#### What you will do:
Take the entries that follow and return exactly the lines from the one holding "if let Err(e)" through the one holding "if let Some(token)", both included. Nothing else is needed.

Segment Open

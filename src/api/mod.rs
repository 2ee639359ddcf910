//! # API Module
//!
//! HTTP endpoints of the short-lived local server started by `xmsync auth`.
//!
//! - [`callback`] - Receives the authorization code from Spotify's
//!   authorization server and exchanges it for a token using the PKCE
//!   verifier held in shared state.
//! - [`health`] - Reports status and version, handy to check that the
//!   redirect URI points at a running server.
//!
//! ```rust,ignore
//! use axum::{Router, routing::get};
//! use xmsync::api::{callback, health};
//!
//! let app = Router::new()
//!     .route("/callback", get(callback))
//!     .route("/health", get(health));
//! ```

mod callback;
mod health;

pub use callback::callback;
pub use health::health;
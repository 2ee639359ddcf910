use std::{sync::Arc, time::Duration};

use chrono::Utc;
use reqwest::{Client, RequestBuilder, Url};
use tokio::sync::Mutex;

use crate::{
    Res, config,
    management::TokenManager,
    server::start_api_server,
    types::{PkceToken, Token, TokenResponse},
    utils, warning,
};

/// Runs the OAuth 2.0 authorization code flow with PKCE against Spotify.
///
/// 1. Generates the PKCE code verifier and its S256 challenge
/// 2. Starts the local callback server
/// 3. Opens the authorization URL in the user's browser
/// 4. Waits up to 60 seconds for the callback to deliver a token
/// 5. Persists the token for later `sync` runs
///
/// # Arguments
///
/// * `shared_state` - PKCE state shared with the callback handler, which
///   stores the exchanged token into it
///
/// # Errors
///
/// Fails on missing configuration, on timeout, or when the token cannot be
/// written to the cache.
pub async fn auth(shared_state: Arc<Mutex<Option<PkceToken>>>) -> Res<()> {
    let code_verifier = utils::generate_code_verifier();
    let code_challenge = utils::generate_code_challenge(&code_verifier);

    let auth_url = authorize_url(
        &config::spotify_apiauth_url(),
        &config::spotify_client_id()?,
        &config::spotify_redirect_uri()?,
        &config::spotify_scope(),
        &code_challenge,
    )?;

    // Store verifier in shared state before redirect
    {
        let mut lock = shared_state.lock().await;
        *lock = Some(PkceToken {
            code_verifier: code_verifier.clone(),
            token: None,
        });
    }

    let server_state = Arc::clone(&shared_state);
    tokio::spawn(async move {
        if let Err(e) = start_api_server(server_state).await {
            warning!("Callback server stopped: {}", e);
        }
    });

    if webbrowser::open(auth_url.as_str()).is_err() {
        warning!(
            "Failed to open browser. Please navigate to the following URL manually:\n{}",
            auth_url
        )
    }

    let token = wait_for_token(shared_state)
        .await
        .ok_or("Authentication failed or timed out.")?;

    TokenManager::new(token).persist().await?;

    Ok(())
}

/// Builds the Spotify authorization URL with all query parameters encoded.
pub fn authorize_url(
    base: &str,
    client_id: &str,
    redirect_uri: &str,
    scope: &str,
    code_challenge: &str,
) -> Res<Url> {
    let url = Url::parse_with_params(
        base,
        &[
            ("client_id", client_id),
            ("response_type", "code"),
            ("redirect_uri", redirect_uri),
            ("code_challenge", code_challenge),
            ("code_challenge_method", "S256"),
            ("scope", scope),
        ],
    )?;
    Ok(url)
}

/// Polls the shared state once per second, for at most 60 seconds, until the
/// callback handler has stored a token.
async fn wait_for_token(shared_state: Arc<Mutex<Option<PkceToken>>>) -> Option<Token> {
    use std::time::Instant;

    let max_wait = Duration::from_secs(60);
    let start = Instant::now();

    while start.elapsed() < max_wait {
        let lock = shared_state.lock().await;
        if let Some(token) = lock.as_ref().and_then(|p| p.token.as_ref()) {
            return Some(token.clone());
        }
        drop(lock);
        tokio::time::sleep(Duration::from_secs(1)).await;
    }

    None
}

/// Exchanges an authorization code for a token.
///
/// The verifier must be the one whose challenge was sent with the
/// authorization request. When a client secret is configured it is sent as
/// HTTP Basic credentials; otherwise the client ID goes into the form body.
pub async fn exchange_code_pkce(code: &str, verifier: &str) -> Res<Token> {
    let redirect_uri = config::spotify_redirect_uri()?;

    let form = vec![
        ("grant_type", "authorization_code".to_string()),
        ("code", code.to_string()),
        ("code_verifier", verifier.to_string()),
        ("redirect_uri", redirect_uri),
    ];

    let response = token_request(form)?.send().await?.error_for_status()?;
    let json = response.json::<TokenResponse>().await?;

    Ok(into_token(json, None))
}

/// Exchanges a refresh token for a fresh access token.
///
/// Spotify may or may not rotate the refresh token; when the response has
/// none, the current one is kept.
pub async fn refresh_token(refresh_token: &str) -> Res<Token> {
    let form = vec![
        ("grant_type", "refresh_token".to_string()),
        ("refresh_token", refresh_token.to_string()),
    ];

    let response = token_request(form)?.send().await?.error_for_status()?;
    let json = response.json::<TokenResponse>().await?;

    Ok(into_token(json, Some(refresh_token)))
}

fn token_request(mut form: Vec<(&'static str, String)>) -> Res<RequestBuilder> {
    let client_id = config::spotify_client_id()?;
    let request = Client::new().post(config::spotify_apitoken_url());

    let request = match config::spotify_client_secret() {
        Some(secret) => request.basic_auth(client_id, Some(secret)),
        None => {
            form.push(("client_id", client_id));
            request
        }
    };

    Ok(request.form(&form))
}

/// Converts a token endpoint response, keeping `fallback_refresh` when the
/// response carries no refresh token.
pub fn into_token(json: TokenResponse, fallback_refresh: Option<&str>) -> Token {
    Token {
        access_token: json.access_token,
        refresh_token: json
            .refresh_token
            .or_else(|| fallback_refresh.map(str::to_string))
            .unwrap_or_default(),
        scope: json.scope,
        expires_in: json.expires_in,
        obtained_at: Utc::now().timestamp() as u64,
    }
}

Segment Closed

#### Written answer:
        if let Err(e) = start_api_server(server_state).await {
            warning!("Callback server stopped: {}", e);
        }
    });

    if webbrowser::open(auth_url.as_str()).is_err() {
        warning!(
            "Failed to open browser. Please navigate to the following URL manually:\n{}",
            auth_url
        )
    }

    let token = wait_for_token(shared_state)
        .await
        .ok_or("Authentication failed or timed out.")?;

    TokenManager::new(token).persist().await?;

    Ok(())
}

/// Builds the Spotify authorization URL with all query parameters encoded.
pub fn authorize_url(
    base: &str,
    client_id: &str,
    redirect_uri: &str,
    scope: &str,
    code_challenge: &str,
) -> Res<Url> {
    let url = Url::parse_with_params(
        base,
        &[
            ("client_id", client_id),
            ("response_type", "code"),
            ("redirect_uri", redirect_uri),
            ("code_challenge", code_challenge),
            ("code_challenge_method", "S256"),
            ("scope", scope),
        ],
    )?;
    Ok(url)
}

/// Polls the shared state once per second, for at most 60 seconds, until the
/// callback handler has stored a token.
async fn wait_for_token(shared_state: Arc<Mutex<Option<PkceToken>>>) -> Option<Token> {
    use std::time::Instant;

    let max_wait = Duration::from_secs(60);
    let start = Instant::now();

    while start.elapsed() < max_wait {
        let lock = shared_state.lock().await;
        if let Some(token) = lock.as_ref().and_then(|p| p.token.as_ref()) {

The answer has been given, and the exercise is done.